Google is cutting back on its rigorous, twice-annual performance reviews after almost half of employees came out against them in surveys, The Information reported Wednesday.
Only 53% of Google employees said they considered the twice-annual reviews “time well spent” in surveys, CEO Sundar Pichai reportedly told employees on Wednesday. Starting in May, reviews will now only take place once a year, but promotions will still be possible twice a year.
Google’s performance reviews have historically required an extensive amount of work from employees and managers, including assessments and self-assessments on traits like problem-solving, thought leadership and “Googleyness,” as well as 360-degree feedback from peers.
The new reviews system, which Google is calling Googler Reviews and Development, or GRAD, won’t require as much preparation. Instead, employees will be graded within a new five-point rating system ranging from “transformative impact” to “not enough impact,” with most employees ranking in the middle at “significant impact,” The Information reported. A blog post from Google says that GRAD is meant to “reflect the fact that most Googlers deliver significant impact every day.”

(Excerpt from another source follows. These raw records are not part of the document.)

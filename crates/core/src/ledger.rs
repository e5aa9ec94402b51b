// Copyright (C) 2026 The Hemolink Authors
// Use of this source code is governed by an MIT-style
// license that can be found in the LICENSE file or at
// https://opensource.org/licenses/MIT.

//! The fulfillment ledger.
//!
//! Owns every write that follows from a donation offer. An offer runs as a
//! pipeline of store round trips:
//!
//! 1. Resolve the donor's blood type (never blocks the offer)
//! 2. Append the donation record
//! 3. Apply the offer to the request with compare-and-update, retrying on conflict
//! 4. Update donor statistics (best effort)
//!
//! Nothing before step 2 writes. Nothing after step 2 is rolled back.

use crate::error::CoreError;
use crate::live::{ChangeEvent, LiveQueryRegistry, Subscription, spawn_live_query};
use crate::outcome::{DonorStatsOutcome, Enrichment, OfferOutcome, RequestOutcome};
use crate::store::{DonationStore, RequestUpdate, UpdateResult};
use hemolink_domain::{
    BloodRequest, DomainError, DonationId, DonationRecord, DonationStatus, Fulfillment,
    NewDonation, RequestId, RequestStatus, UserId, apply_offer, validate_units,
};
use std::sync::Arc;
use time::OffsetDateTime;
use tracing::{debug, error, info, warn};

/// Default compare-and-update budget for one request mutation.
pub const DEFAULT_MAX_UPDATE_ATTEMPTS: u32 = 8;

/// Result type delivered by a donation history subscription.
pub type DonationHistory = Result<Vec<DonationRecord>, CoreError>;

/// Ledger tuning.
#[derive(Debug, Clone, Copy, PartialEq, Eq)]
pub struct LedgerConfig {
    /// Compare-and-update attempts before a request mutation gives up.
    pub max_update_attempts: u32,
}

impl Default for LedgerConfig {
    fn default() -> Self {
        Self {
            max_update_attempts: DEFAULT_MAX_UPDATE_ATTEMPTS,
        }
    }
}

/// Applies donation offers and the request and donation lifecycles.
pub struct FulfillmentLedger<S: DonationStore> {
    store: Arc<S>,
    config: LedgerConfig,
    history: LiveQueryRegistry<UserId, DonationHistory>,
}

impl<S: DonationStore> FulfillmentLedger<S> {
    /// Creates a ledger over `store`.
    #[must_use]
    pub fn new(store: Arc<S>, config: LedgerConfig) -> Self {
        Self {
            store,
            config,
            history: LiveQueryRegistry::new(),
        }
    }

    /// Returns the ledger configuration.
    #[must_use]
    pub const fn config(&self) -> LedgerConfig {
        self.config
    }

    /// Records a donation offer and applies it to the request.
    ///
    /// # Arguments
    ///
    /// * `donor_id` - The offering donor
    /// * `request_id` - The request offered against
    /// * `units` - Units offered, as supplied by the caller
    /// * `at` - Offer time, used for the record and donor statistics
    ///
    /// # Returns
    ///
    /// The committed record with the outcome of every later step. Degraded
    /// steps are reported through [`OfferOutcome::warnings`].
    ///
    /// # Errors
    ///
    /// Returns an error only when nothing was committed:
    /// - `CoreError::DomainViolation` if `units` is not positive
    /// - `CoreError::Store` if the donation record could not be written
    pub async fn offer(
        &self,
        donor_id: &UserId,
        request_id: RequestId,
        units: i64,
        at: OffsetDateTime,
    ) -> Result<OfferOutcome, CoreError> {
        let units: u32 = validate_units(units)?;

        let enrichment: Enrichment = self.resolve_donor(donor_id).await;

        let new_donation: NewDonation = NewDonation {
            donor_id: donor_id.clone(),
            request_id,
            units,
            blood_type: enrichment.blood_type(),
            offered_at: at,
        };
        let donation: DonationRecord = self
            .store
            .insert_donation(&new_donation)
            .await
            .map_err(|err| {
                error!(%donor_id, %request_id, error = %err, "Failed to record donation");
                CoreError::Store(err)
            })?;
        info!(
            donation_id = %donation.donation_id,
            %donor_id,
            %request_id,
            units,
            "Recorded donation offer"
        );

        let request: RequestOutcome = self
            .apply_to_request(donor_id, request_id, units, at)
            .await;

        let donor_stats: DonorStatsOutcome = if enrichment == Enrichment::DonorNotFound {
            DonorStatsOutcome::Skipped
        } else {
            self.update_donor_stats(donor_id, at).await
        };

        Ok(OfferOutcome {
            donation,
            enrichment,
            request,
            donor_stats,
        })
    }

    async fn resolve_donor(&self, donor_id: &UserId) -> Enrichment {
        match self.store.get_profile(donor_id).await {
            Ok(Some(profile)) => profile.blood_type.map_or_else(
                || {
                    warn!(%donor_id, "Donor has no usable blood type");
                    Enrichment::BloodTypeUnknown
                },
                Enrichment::Resolved,
            ),
            Ok(None) => {
                warn!(%donor_id, "Donor profile not found");
                Enrichment::DonorNotFound
            }
            Err(err) => {
                warn!(%donor_id, error = %err, "Donor lookup failed");
                Enrichment::LookupFailed {
                    reason: err.to_string(),
                }
            }
        }
    }

    async fn apply_to_request(
        &self,
        donor_id: &UserId,
        request_id: RequestId,
        units: u32,
        at: OffsetDateTime,
    ) -> RequestOutcome {
        let max_attempts: u32 = self.config.max_update_attempts.max(1);

        for attempt in 1..=max_attempts {
            let request: BloodRequest = match self.store.get_request(request_id).await {
                Ok(Some(request)) => request,
                Ok(None) => {
                    warn!(%request_id, "Request not found; donation kept");
                    return RequestOutcome::NotFound;
                }
                Err(err) => {
                    error!(%request_id, error = %err, "Failed to read request");
                    return RequestOutcome::Failed {
                        reason: err.to_string(),
                        retryable: err.is_transient(),
                    };
                }
            };

            let fulfillment: Fulfillment = match apply_offer(&request, donor_id, units) {
                Ok(fulfillment) => fulfillment,
                Err(err) => {
                    warn!(
                        %request_id,
                        status = %request.status,
                        error = %err,
                        "Request closed; donation kept"
                    );
                    return RequestOutcome::Closed {
                        status: request.status,
                    };
                }
            };

            let update: RequestUpdate = RequestUpdate::from_fulfillment(&request, &fulfillment, at);
            match self.store.compare_and_update_request(&update).await {
                Ok(UpdateResult::Applied(written)) => {
                    info!(
                        %request_id,
                        previous_quantity = fulfillment.previous_quantity,
                        new_quantity = written.quantity,
                        status = %written.status,
                        attempt,
                        "Applied offer to request"
                    );
                    return RequestOutcome::Applied {
                        previous_quantity: fulfillment.previous_quantity,
                        new_quantity: written.quantity,
                        status: written.status,
                        surplus_units: fulfillment.surplus_units,
                        attempts: attempt,
                    };
                }
                Ok(UpdateResult::Conflict) => {
                    warn!(%request_id, attempt, "Request modified concurrently; retrying");
                    tokio::task::yield_now().await;
                }
                Ok(UpdateResult::NotFound) => {
                    warn!(%request_id, "Request disappeared during update; donation kept");
                    return RequestOutcome::NotFound;
                }
                Err(err) => {
                    error!(%request_id, error = %err, "Failed to update request");
                    return RequestOutcome::Failed {
                        reason: err.to_string(),
                        retryable: err.is_transient(),
                    };
                }
            }
        }

        let exhausted: CoreError = CoreError::ConcurrentConflict {
            request_id,
            attempts: max_attempts,
        };
        error!(%request_id, attempts = max_attempts, "Gave up updating request");
        RequestOutcome::Failed {
            reason: exhausted.to_string(),
            retryable: exhausted.is_retryable(),
        }
    }

    async fn update_donor_stats(&self, donor_id: &UserId, at: OffsetDateTime) -> DonorStatsOutcome {
        match self.store.record_donor_donation(donor_id, at).await {
            Ok(true) => {
                debug!(%donor_id, "Updated donor statistics");
                DonorStatsOutcome::Updated
            }
            Ok(false) => {
                warn!(%donor_id, "Donor vanished before statistics update");
                DonorStatsOutcome::Skipped
            }
            Err(err) => {
                warn!(%donor_id, error = %err, "Failed to update donor statistics");
                DonorStatsOutcome::Failed {
                    reason: err.to_string(),
                }
            }
        }
    }

    /// Lists a donor's donation records, newest first.
    ///
    /// # Errors
    ///
    /// Returns `CoreError::Store` if the records cannot be read.
    pub async fn donation_history(&self, donor_id: &UserId) -> DonationHistory {
        load_history(self.store.as_ref(), donor_id).await
    }

    /// Subscribes to a donor's donation history.
    ///
    /// Subscriptions for the same donor share one live query.
    pub async fn subscribe_donation_history(
        &self,
        donor_id: &UserId,
    ) -> Subscription<DonationHistory> {
        let watched: UserId = donor_id.clone();
        let queried: UserId = donor_id.clone();
        let store: Arc<S> = Arc::clone(&self.store);
        self.history
            .get_or_start(donor_id.clone(), || {
                spawn_live_query(
                    self.store.changes(),
                    move |event: &ChangeEvent| match event {
                        ChangeEvent::DonationRecorded { donor_id, .. }
                        | ChangeEvent::DonationUpdated { donor_id, .. } => *donor_id == watched,
                        ChangeEvent::ProfileChanged { .. } | ChangeEvent::RequestChanged { .. } => {
                            false
                        }
                    },
                    move || {
                        let store: Arc<S> = Arc::clone(&store);
                        let donor_id: UserId = queried.clone();
                        async move { load_history(store.as_ref(), &donor_id).await }
                    },
                )
            })
            .await
    }

    /// Moves a donation record along its lifecycle.
    ///
    /// # Errors
    ///
    /// - `CoreError::DonationNotFound` if the record does not exist
    /// - `CoreError::DomainViolation` if the lifecycle forbids the move
    /// - `CoreError::Store` if the store fails
    pub async fn advance_donation(
        &self,
        donation_id: DonationId,
        status: DonationStatus,
        at: OffsetDateTime,
    ) -> Result<DonationRecord, CoreError> {
        let current: DonationRecord = self
            .store
            .get_donation(donation_id)
            .await?
            .ok_or(CoreError::DonationNotFound(donation_id))?;

        current.status.validate_transition(status)?;

        let updated: DonationRecord = self
            .store
            .update_donation_status(donation_id, status, at)
            .await?
            .ok_or(CoreError::DonationNotFound(donation_id))?;

        info!(%donation_id, from = %current.status, to = %status, "Advanced donation");
        Ok(updated)
    }

    /// Closes a request as completed or cancelled.
    ///
    /// # Errors
    ///
    /// - `CoreError::RequestNotFound` if the request does not exist
    /// - `CoreError::DomainViolation` if `status` is not terminal or the
    ///   lifecycle forbids the move
    /// - `CoreError::ConcurrentConflict` if every attempt lost a race
    /// - `CoreError::Store` if the store fails
    pub async fn close_request(
        &self,
        request_id: RequestId,
        status: RequestStatus,
        at: OffsetDateTime,
    ) -> Result<BloodRequest, CoreError> {
        let max_attempts: u32 = self.config.max_update_attempts.max(1);

        for attempt in 1..=max_attempts {
            let request: BloodRequest = self
                .store
                .get_request(request_id)
                .await?
                .ok_or(CoreError::RequestNotFound(request_id))?;

            if !status.is_terminal() {
                return Err(CoreError::DomainViolation(
                    DomainError::InvalidRequestTransition {
                        from: request.status,
                        to: status,
                    },
                ));
            }
            request.status.validate_transition(status)?;

            let update: RequestUpdate = RequestUpdate::status_change(&request, status, at);
            match self.store.compare_and_update_request(&update).await? {
                UpdateResult::Applied(written) => {
                    info!(%request_id, from = %request.status, to = %status, "Closed request");
                    return Ok(written);
                }
                UpdateResult::Conflict => {
                    warn!(%request_id, attempt, "Request modified concurrently; retrying close");
                    tokio::task::yield_now().await;
                }
                UpdateResult::NotFound => return Err(CoreError::RequestNotFound(request_id)),
            }
        }

        Err(CoreError::ConcurrentConflict {
            request_id,
            attempts: max_attempts,
        })
    }
}

async fn load_history<S: DonationStore>(store: &S, donor_id: &UserId) -> DonationHistory {
    let mut records: Vec<DonationRecord> = store.list_donations_for_donor(donor_id).await?;
    records.sort_by(|a, b| {
        b.offered_at
            .cmp(&a.offered_at)
            .then_with(|| b.donation_id.cmp(&a.donation_id))
    });
    Ok(records)
}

As tech companies worry about hiring and retention, it’s clear that tech workers have more sway than ever — even when it comes to how often their performance is reviewed. And it’s not just Google: Meta also decided last year to cut back to one annual review, The Information pointed out.Not everyone agrees that it’s better to limit reviews to once per year. Annual reviews can be corrupted by recency bias, ChartHop CEO Ian White told Protocol in September. Some HR experts even recommend holding reviews once per quarter. But employees call the shots now, and — at least at Google — they want fewer reviews.